> [Task to complete] Report each line of the records below that holds the word "should".

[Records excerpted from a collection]
※ ※ ※

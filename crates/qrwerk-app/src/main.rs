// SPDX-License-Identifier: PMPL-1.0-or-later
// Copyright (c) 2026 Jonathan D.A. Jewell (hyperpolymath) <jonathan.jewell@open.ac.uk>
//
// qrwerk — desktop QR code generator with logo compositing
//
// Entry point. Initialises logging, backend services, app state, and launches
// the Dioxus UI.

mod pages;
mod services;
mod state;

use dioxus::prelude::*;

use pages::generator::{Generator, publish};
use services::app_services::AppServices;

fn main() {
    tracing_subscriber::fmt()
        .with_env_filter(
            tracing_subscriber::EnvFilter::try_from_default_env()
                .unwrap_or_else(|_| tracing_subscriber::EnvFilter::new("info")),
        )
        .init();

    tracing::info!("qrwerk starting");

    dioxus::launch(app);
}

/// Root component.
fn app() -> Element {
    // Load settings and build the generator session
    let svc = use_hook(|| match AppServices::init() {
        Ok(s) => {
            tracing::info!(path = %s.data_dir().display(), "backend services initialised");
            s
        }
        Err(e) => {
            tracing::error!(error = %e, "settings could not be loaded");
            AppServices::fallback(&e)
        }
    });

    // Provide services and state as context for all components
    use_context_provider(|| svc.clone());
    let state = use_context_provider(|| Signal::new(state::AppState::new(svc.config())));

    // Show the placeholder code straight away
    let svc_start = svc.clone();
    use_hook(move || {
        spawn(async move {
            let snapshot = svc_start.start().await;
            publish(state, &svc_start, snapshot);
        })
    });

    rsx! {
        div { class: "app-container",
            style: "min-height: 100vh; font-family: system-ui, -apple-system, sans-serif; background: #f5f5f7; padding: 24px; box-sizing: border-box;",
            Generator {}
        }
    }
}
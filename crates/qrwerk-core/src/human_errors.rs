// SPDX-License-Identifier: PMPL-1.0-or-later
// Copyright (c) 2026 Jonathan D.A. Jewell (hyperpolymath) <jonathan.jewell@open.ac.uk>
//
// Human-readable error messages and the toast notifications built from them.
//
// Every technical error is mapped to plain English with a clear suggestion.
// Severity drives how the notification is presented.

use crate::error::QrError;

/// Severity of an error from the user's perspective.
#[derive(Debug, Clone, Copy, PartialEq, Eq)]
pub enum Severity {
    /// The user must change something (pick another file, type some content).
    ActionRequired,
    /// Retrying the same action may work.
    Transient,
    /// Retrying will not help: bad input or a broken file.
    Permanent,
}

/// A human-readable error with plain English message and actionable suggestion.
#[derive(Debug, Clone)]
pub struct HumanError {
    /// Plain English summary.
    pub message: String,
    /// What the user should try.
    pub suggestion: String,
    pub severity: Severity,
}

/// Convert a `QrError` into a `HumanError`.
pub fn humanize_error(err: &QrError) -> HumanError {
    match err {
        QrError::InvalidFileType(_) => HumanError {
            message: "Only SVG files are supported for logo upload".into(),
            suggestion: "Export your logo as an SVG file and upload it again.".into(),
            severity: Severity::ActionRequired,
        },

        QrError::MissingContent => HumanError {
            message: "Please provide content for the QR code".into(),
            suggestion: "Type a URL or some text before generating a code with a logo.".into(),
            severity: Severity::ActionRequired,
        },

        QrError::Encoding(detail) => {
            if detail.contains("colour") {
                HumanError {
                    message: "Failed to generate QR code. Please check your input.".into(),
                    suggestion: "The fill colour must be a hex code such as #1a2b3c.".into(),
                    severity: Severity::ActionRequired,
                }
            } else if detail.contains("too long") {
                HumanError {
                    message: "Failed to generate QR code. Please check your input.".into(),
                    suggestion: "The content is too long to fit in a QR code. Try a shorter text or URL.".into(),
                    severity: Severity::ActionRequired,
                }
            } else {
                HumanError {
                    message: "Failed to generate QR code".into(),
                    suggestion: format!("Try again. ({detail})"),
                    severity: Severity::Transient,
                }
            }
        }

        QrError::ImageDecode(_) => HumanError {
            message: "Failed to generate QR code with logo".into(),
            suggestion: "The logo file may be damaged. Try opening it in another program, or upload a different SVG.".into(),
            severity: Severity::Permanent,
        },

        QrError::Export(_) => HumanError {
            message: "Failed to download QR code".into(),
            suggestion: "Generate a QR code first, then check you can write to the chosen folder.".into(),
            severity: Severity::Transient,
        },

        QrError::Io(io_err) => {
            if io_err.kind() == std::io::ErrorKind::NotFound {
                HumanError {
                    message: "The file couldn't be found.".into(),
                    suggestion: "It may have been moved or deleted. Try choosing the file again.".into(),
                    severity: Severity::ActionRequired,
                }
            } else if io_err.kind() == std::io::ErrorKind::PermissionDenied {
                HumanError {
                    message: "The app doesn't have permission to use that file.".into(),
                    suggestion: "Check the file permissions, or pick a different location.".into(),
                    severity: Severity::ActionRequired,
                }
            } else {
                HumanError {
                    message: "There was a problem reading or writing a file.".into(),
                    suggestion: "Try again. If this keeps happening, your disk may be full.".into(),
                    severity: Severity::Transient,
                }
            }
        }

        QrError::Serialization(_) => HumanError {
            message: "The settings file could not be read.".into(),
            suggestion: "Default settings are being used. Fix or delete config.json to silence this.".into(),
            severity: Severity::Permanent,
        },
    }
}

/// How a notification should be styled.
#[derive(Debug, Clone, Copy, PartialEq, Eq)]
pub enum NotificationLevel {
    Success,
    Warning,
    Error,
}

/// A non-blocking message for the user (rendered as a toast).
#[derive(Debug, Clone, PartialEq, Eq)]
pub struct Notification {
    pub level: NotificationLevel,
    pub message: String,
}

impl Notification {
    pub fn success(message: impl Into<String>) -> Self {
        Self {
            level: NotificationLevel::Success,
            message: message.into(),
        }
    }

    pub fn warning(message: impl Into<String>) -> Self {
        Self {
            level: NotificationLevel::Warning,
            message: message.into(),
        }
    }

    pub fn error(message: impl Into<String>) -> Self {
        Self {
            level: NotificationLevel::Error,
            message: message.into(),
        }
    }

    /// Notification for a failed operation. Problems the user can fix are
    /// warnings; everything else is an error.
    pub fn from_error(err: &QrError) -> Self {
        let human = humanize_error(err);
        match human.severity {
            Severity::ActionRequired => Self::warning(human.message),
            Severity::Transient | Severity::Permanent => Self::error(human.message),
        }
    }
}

※ ※ ※

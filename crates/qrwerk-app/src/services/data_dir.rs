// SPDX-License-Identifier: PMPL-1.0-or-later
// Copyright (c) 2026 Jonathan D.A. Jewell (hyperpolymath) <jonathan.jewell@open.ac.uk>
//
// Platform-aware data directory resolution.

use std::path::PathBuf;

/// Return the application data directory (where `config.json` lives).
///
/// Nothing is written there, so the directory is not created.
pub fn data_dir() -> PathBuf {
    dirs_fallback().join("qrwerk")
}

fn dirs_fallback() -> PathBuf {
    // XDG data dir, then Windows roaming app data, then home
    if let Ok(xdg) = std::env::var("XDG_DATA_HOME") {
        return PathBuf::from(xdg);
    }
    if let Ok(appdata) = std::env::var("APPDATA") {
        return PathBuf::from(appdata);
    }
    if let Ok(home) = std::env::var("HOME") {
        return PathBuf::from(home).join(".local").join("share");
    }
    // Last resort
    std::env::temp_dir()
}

※ ※ ※

> [Reply to the exercise]
    /// What the user should try.
/// How a notification should be styled.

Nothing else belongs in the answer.